TENDON FLÉCHISSEUR SUPERFICIEL DU DOIGT DU CHEVAL ET IMAGERIE ÉCHOGRAPHIQUE
Propriétés mécaniques
La résistance en traction du tendon est parmi les plus élevées de tous les tissus mous de l’organisme humain et de tous les animaux confondus (Fandre, 1999). À l’observation de coupes longitudinales, le tendon a un aspect plissé et ondulé sous forme de zigzag. Cette forme est liée à la structure de la fibrille du collagène et contribue au comportement mécanique du SDFT (Fandre, 1999; Smith et Webon, 1996). Cette caractéristique permet aux fibres du collagène d’être étirées, comme un amortisseur à ressort, de 3 à 5 % de sa longueur initiale sans causer de dommages structuraux. Nous parlons ici d’une déformation élastique où le tendon retrouve sa forme initiale après déformation. Une déformation de 5 à 8% est considérée comme une déformation viscoélastique, i.e. que la courbe contrainte-déformation est non linéaire. Si cette déformation atteint 8 à 12 % d’élongation, elle peut causer la rupture du tendon (nous parlons de la mécanique de la rupture).
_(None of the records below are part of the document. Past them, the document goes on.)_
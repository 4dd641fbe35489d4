//! Sentindex CLI binary.

use std::io::Write;
use std::process;

use clap::Parser;
use env_logger::Builder;
use log::LevelFilter;

use sentindex::cli::args::SentindexArgs;
use sentindex::cli::commands::execute_command;

fn main() {
    let args = SentindexArgs::parse();

    let log_level = match args.verbosity() {
        0 => LevelFilter::Error,
        1 => LevelFilter::Warn,
        2 => LevelFilter::Info,
        _ => LevelFilter::Debug,
    };

    Builder::new()
        .filter_level(log_level)
        .parse_env("SENTINDEX_LOG")
        .format(|buf, record| writeln!(buf, "[{}] {}", record.level(), record.args()))
        .init();

    if let Err(e) = execute_command(args) {
        eprintln!("Error: {e}");
        process::exit(1);
    }
}
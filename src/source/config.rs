//! Configuration of a paper source.

use std::path::{Path, PathBuf};

use serde::{Deserialize, Serialize};

/// Where a paper source lives and which files belong to it.
#[derive(Debug, Clone, PartialEq, Eq, Serialize, Deserialize)]
pub struct SourceConfig {
    /// Directory holding one file per paper.
    pub root: PathBuf,

    /// File extension of paper files, without the dot.
    #[serde(default = "default_extension")]
    pub extension: String,
}

fn default_extension() -> String {
    "json".to_string()
}

impl SourceConfig {
    /// Configure a source rooted at `root` with the default `json` extension.
    pub fn new<P: AsRef<Path>>(root: P) -> Self {
        SourceConfig {
            root: root.as_ref().to_path_buf(),
            extension: default_extension(),
        }
    }

    pub fn with_extension<S: Into<String>>(mut self, extension: S) -> Self {
        self.extension = extension.into();
        self
    }

    /// Parse a list of sources from JSON, e.g. a config file.
    pub fn list_from_json(raw: &str) -> crate::error::Result<Vec<SourceConfig>> {
        Ok(serde_json::from_str(raw)?)
    }
}
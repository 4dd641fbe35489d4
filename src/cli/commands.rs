//! Command implementations for the Sentindex CLI.

use std::fs::File;
use std::io::{BufRead, BufReader};
use std::path::Path;
use std::time::Instant;

use ahash::AHashSet;
use log::{debug, info};
use serde::Deserialize;

use crate::cli::args::*;
use crate::cli::output::*;
use crate::corpus::persist::open_existing;
use crate::corpus::{CorpusBuilder, DocumentId, FlatCorpus, SentenceSet, merge_stored};
use crate::error::{Result, SentindexError};
use crate::source::{PaperKey, PaperSource, SourceConfig};
use crate::storage::{FileStorage, Storage};

/// How many papers `papers` lists when no single paper is requested.
const PAPER_PREVIEW: usize = 10;

/// Execute a CLI command.
pub fn execute_command(args: SentindexArgs) -> Result<()> {
    match &args.command {
        Command::Build(build_args) => build_corpus(build_args, &args),
        Command::Info(info_args) => show_info(info_args, &args),
        Command::Get(get_args) => get_sentences(get_args, &args),
        Command::Lookup(lookup_args) => lookup_ids(lookup_args, &args),
        Command::Slice(slice_args) => slice_corpus(slice_args, &args),
        Command::Sents(sents_args) => document_sentences(sents_args, &args),
        Command::Merge(merge_args) => merge_corpora(merge_args, &args),
        Command::Papers(papers_args) => inspect_papers(papers_args, &args),
    }
}

/// One input line of `build`.
#[derive(Debug, Deserialize)]
struct BuildRecord {
    document_id: DocumentId,
    sentences: Vec<String>,
}

fn build_corpus(args: &BuildArgs, cli_args: &SentindexArgs) -> Result<()> {
    ensure_writable(&args.output, args.force)?;
    let start_time = Instant::now();

    let reader = BufReader::new(File::open(&args.input)?);
    let mut records = Vec::new();
    let mut seen = AHashSet::new();
    for (line_num, line) in reader.lines().enumerate() {
        let line = line?;
        if line.trim().is_empty() {
            continue;
        }
        let record: BuildRecord = serde_json::from_str(&line).map_err(|e| {
            SentindexError::invalid_argument(format!("line {}: {e}", line_num + 1))
        })?;
        if !seen.insert(record.document_id) {
            return Err(SentindexError::invalid_argument(format!(
                "line {}: document {} appears more than once",
                line_num + 1,
                record.document_id
            )));
        }
        records.push(record);
    }
    debug!("read {} documents from {}", records.len(), args.input.display());

    let document_ids = records.iter().map(|r| r.document_id).collect();
    let mut builder = CorpusBuilder::new(SentenceSet::with_document_ids(document_ids));
    for record in records {
        builder.add_document(record.document_id, record.sentences)?;
    }
    let corpus = builder.build()?;
    corpus.to_disk(&args.output)?;
    info!("built corpus at {}", args.output.display());

    output_result(
        "Corpus built successfully",
        &StoredCorpusResult {
            path: args.output.to_string_lossy().to_string(),
            stats: corpus.stats(),
            duration_ms: start_time.elapsed().as_millis() as u64,
        },
        cli_args,
    )
}

fn show_info(args: &InfoArgs, cli_args: &SentindexArgs) -> Result<()> {
    let corpus = FlatCorpus::from_disk(&args.corpus)?;
    let valid = args.validate.then(|| match corpus.validate() {
        Ok(()) => true,
        Err(e) => {
            if cli_args.verbosity() > 0 {
                eprintln!("{e}");
            }
            false
        }
    });

    output_result(
        &corpus.to_string(),
        &CorpusInfo {
            path: args.corpus.to_string_lossy().to_string(),
            stats: corpus.stats(),
            valid,
        },
        cli_args,
    )
}

fn get_sentences(args: &GetArgs, cli_args: &SentindexArgs) -> Result<()> {
    let corpus = FlatCorpus::from_disk(&args.corpus)?;
    let sentences = args
        .ids
        .iter()
        .map(|&flat_id| {
            Ok(SentenceEntry {
                flat_id,
                sentence: corpus.get_sentence(flat_id)?.to_string(),
            })
        })
        .collect::<Result<Vec<_>>>()?;

    output_result("", &SentenceList { sentences }, cli_args)
}

fn lookup_ids(args: &LookupArgs, cli_args: &SentindexArgs) -> Result<()> {
    let corpus = FlatCorpus::from_disk(&args.corpus)?;
    let locations = corpus.lookup(&args.ids)?;
    output_result("", &LookupResult { locations }, cli_args)
}

fn slice_corpus(args: &SliceArgs, cli_args: &SentindexArgs) -> Result<()> {
    let corpus = FlatCorpus::from_disk(&args.corpus)?;
    let positions = crate::corpus::flat::slice_positions(
        corpus.flat_index().len(),
        args.start,
        args.stop,
        args.step,
    )?;
    let sentences = positions
        .into_iter()
        .map(|pos| {
            let flat_id = pos as i64;
            Ok(SentenceEntry {
                flat_id,
                sentence: corpus.get_sentence(flat_id)?.to_string(),
            })
        })
        .collect::<Result<Vec<_>>>()?;

    output_result("", &SentenceList { sentences }, cli_args)
}

fn document_sentences(args: &SentsArgs, cli_args: &SentindexArgs) -> Result<()> {
    let corpus = FlatCorpus::from_disk(&args.corpus)?;
    let sentences = corpus.sentences_of(args.document_id)?.to_vec();
    output_result(
        "",
        &DocumentSentences {
            document_id: args.document_id,
            sentences,
        },
        cli_args,
    )
}

fn merge_corpora(args: &MergeArgs, cli_args: &SentindexArgs) -> Result<()> {
    ensure_writable(&args.output, args.force)?;
    let start_time = Instant::now();

    let shards = args
        .shards
        .iter()
        .map(|path| open_existing(path))
        .collect::<Result<Vec<FileStorage>>>()?;
    let storages: Vec<&dyn Storage> = shards.iter().map(|s| s as &dyn Storage).collect();

    let merged = merge_stored(&storages)?;
    merged.to_disk(&args.output)?;
    info!(
        "merged {} shards into {}",
        shards.len(),
        args.output.display()
    );

    output_result(
        "Corpora merged successfully",
        &StoredCorpusResult {
            path: args.output.to_string_lossy().to_string(),
            stats: merged.stats(),
            duration_ms: start_time.elapsed().as_millis() as u64,
        },
        cli_args,
    )
}

fn inspect_papers(args: &PapersArgs, cli_args: &SentindexArgs) -> Result<()> {
    let config = SourceConfig::new(&args.root).with_extension(args.extension.clone());
    let source = PaperSource::open(config)?;

    let key = match (args.index, &args.paper_id) {
        (Some(index), _) => Some(PaperKey::Index(index)),
        (None, Some(paper_id)) => Some(PaperKey::Id(paper_id.clone())),
        (None, None) => None,
    };

    match key {
        Some(key) => {
            let paper = source.load_paper(key)?;
            let json = if cli_args.pretty || cli_args.output_format == OutputFormat::Human {
                serde_json::to_string_pretty(&paper)?
            } else {
                serde_json::to_string(&paper)?
            };
            println!("{json}");
            Ok(())
        }
        None => {
            let first_papers = source
                .paper_ids()
                .iter()
                .take(PAPER_PREVIEW)
                .enumerate()
                .map(|(i, id)| (i as DocumentId + 1, id.clone()))
                .collect();
            output_result(
                &source.to_string(),
                &SourceSummary {
                    source: source.source_name(),
                    num_papers: source.num_papers(),
                    first_papers,
                },
                cli_args,
            )
        }
    }
}

/// Refuse to overwrite a non-empty directory unless forced.
fn ensure_writable(path: &Path, force: bool) -> Result<()> {
    if path.is_dir() && std::fs::read_dir(path)?.next().is_some() && !force {
        return Err(SentindexError::invalid_argument(format!(
            "{} already exists and is not empty. Use --force to overwrite.",
            path.display()
        )));
    }
    Ok(())
}
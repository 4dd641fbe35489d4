//! Producer side: fill per-document buckets and keep the counters in step.

use crate::corpus::DocumentId;
use crate::corpus::cluster::Cluster;
use crate::corpus::flat::FlatCorpus;
use crate::corpus::sentence_set::SentenceSet;
use crate::error::{Result, SentindexError};

/// Incrementally assembles a [`FlatCorpus`].
///
/// The builder starts from the empty buckets of a [`SentenceSet`]; sentences
/// can only be added to documents listed in it. Lengths are counted in
/// characters.
#[derive(Debug, Clone)]
pub struct CorpusBuilder {
    sentences: SentenceSet,
    buckets: Cluster,
}

impl CorpusBuilder {
    pub fn new(sentences: SentenceSet) -> Self {
        let buckets = sentences.init_buckets();
        CorpusBuilder { sentences, buckets }
    }

    /// Append one sentence to a document's bucket.
    pub fn push(&mut self, document_id: DocumentId, sentence: String) -> Result<()> {
        let bucket = self
            .buckets
            .get_mut(document_id)
            .ok_or(SentindexError::KeyNotFound(document_id))?;
        self.sentences.record_sentence(sentence.chars().count());
        bucket.push(sentence);
        Ok(())
    }

    /// Append all sentences of a document, in order.
    pub fn add_document(&mut self, document_id: DocumentId, sentences: Vec<String>) -> Result<()> {
        if !self.buckets.contains(document_id) {
            return Err(SentindexError::KeyNotFound(document_id));
        }
        for sentence in sentences {
            self.push(document_id, sentence)?;
        }
        Ok(())
    }

    /// Current counters.
    pub fn sentence_set(&self) -> &SentenceSet {
        &self.sentences
    }

    pub fn build(self) -> Result<FlatCorpus> {
        FlatCorpus::new(self.sentences, self.buckets)
    }
}

#[cfg(test)]
mod tests {
    use super::*;

    #[test]
    fn test_builder_counts_characters() {
        let mut builder = CorpusBuilder::new(SentenceSet::with_document_ids(vec![1, 2]));
        builder.push(1, "héllo".to_string()).unwrap();
        builder.push(2, "ab".to_string()).unwrap();

        let set = builder.sentence_set();
        assert_eq!(set.total_count, 2);
        assert_eq!(set.max_len, 5);
        assert_eq!(set.total_strlen, 7);

        let corpus = builder.build().unwrap();
        assert_eq!(corpus.avg_len(), 3.5);
    }

    #[test]
    fn test_builder_rejects_unknown_document() {
        let mut builder = CorpusBuilder::new(SentenceSet::with_document_ids(vec![1]));
        assert!(matches!(
            builder.push(5, "x".to_string()),
            Err(SentindexError::KeyNotFound(5))
        ));
        assert!(builder.add_document(5, vec!["x".to_string()]).is_err());
        assert_eq!(builder.sentence_set().total_count, 0);
    }

    #[test]
    fn test_builder_allows_empty_documents() {
        let mut builder = CorpusBuilder::new(SentenceSet::with_document_ids(vec![1, 2, 3]));
        builder.add_document(1, vec!["a".to_string()]).unwrap();
        builder.add_document(3, vec!["b".to_string()]).unwrap();

        let corpus = builder.build().unwrap();
        assert_eq!(corpus.num_documents(), 3);
        assert_eq!(corpus.flat_index(), &[(1, 0), (3, 0)]);
        assert!(corpus.sentences_of(2).unwrap().is_empty());
    }

    #[test]
    fn test_build_without_sentences_fails() {
        let builder = CorpusBuilder::new(SentenceSet::with_document_ids(vec![1]));
        assert!(matches!(builder.build(), Err(SentindexError::EmptyCorpus)));
    }
}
Par ailleurs, étant donné que ces fibres sont toutes disposées parallèlement à la direction de la force de tension exercée par le muscle, le tendon n’est que légèrement extensible et possède un Module d’Élasticité (ME) très élevé, appelé aussi module de Young (Crevier-Denoix et al., 1996; Crevier-Denoix et al., 1998).
Tendinopathies
Une tendinopathie est définie comme étant une inflammation du tendon due à des blessures qui engendrent une dégradation partielle ou totale des fibres du tendon. Les causes les plus courantes des blessures sont nombreuses : mauvaise qualité des aplombs, poids excessif du cheval, effort excessif, surmenage, mouvements répétitifs ou mouvements soudains inhabituels (Fandre, 1999). Au cours de la maturité du cheval, l’usure des tendons provoque des centaines de déchirures microscopiques qui affectent leur élasticité. Une lésion bénigne affecte seulement les fibrilles alors que des lésions plus importantes peuvent provoquer la rupture totale du tendon (Leblond, 2006). Mais quelle que soit l’ampleur de la lésion, complète ou partielle, l’architecture interne du tendon est modifiée de façon permanente, ce qui influence ses propriétés mécaniques (résistance moindre en traction mécanique (Kuo, Li et Li, 2001)). Tel qu’illustré précédemment à la Figure 1.1(b), la forme extérieure du SDFT varie le long de son axe principal.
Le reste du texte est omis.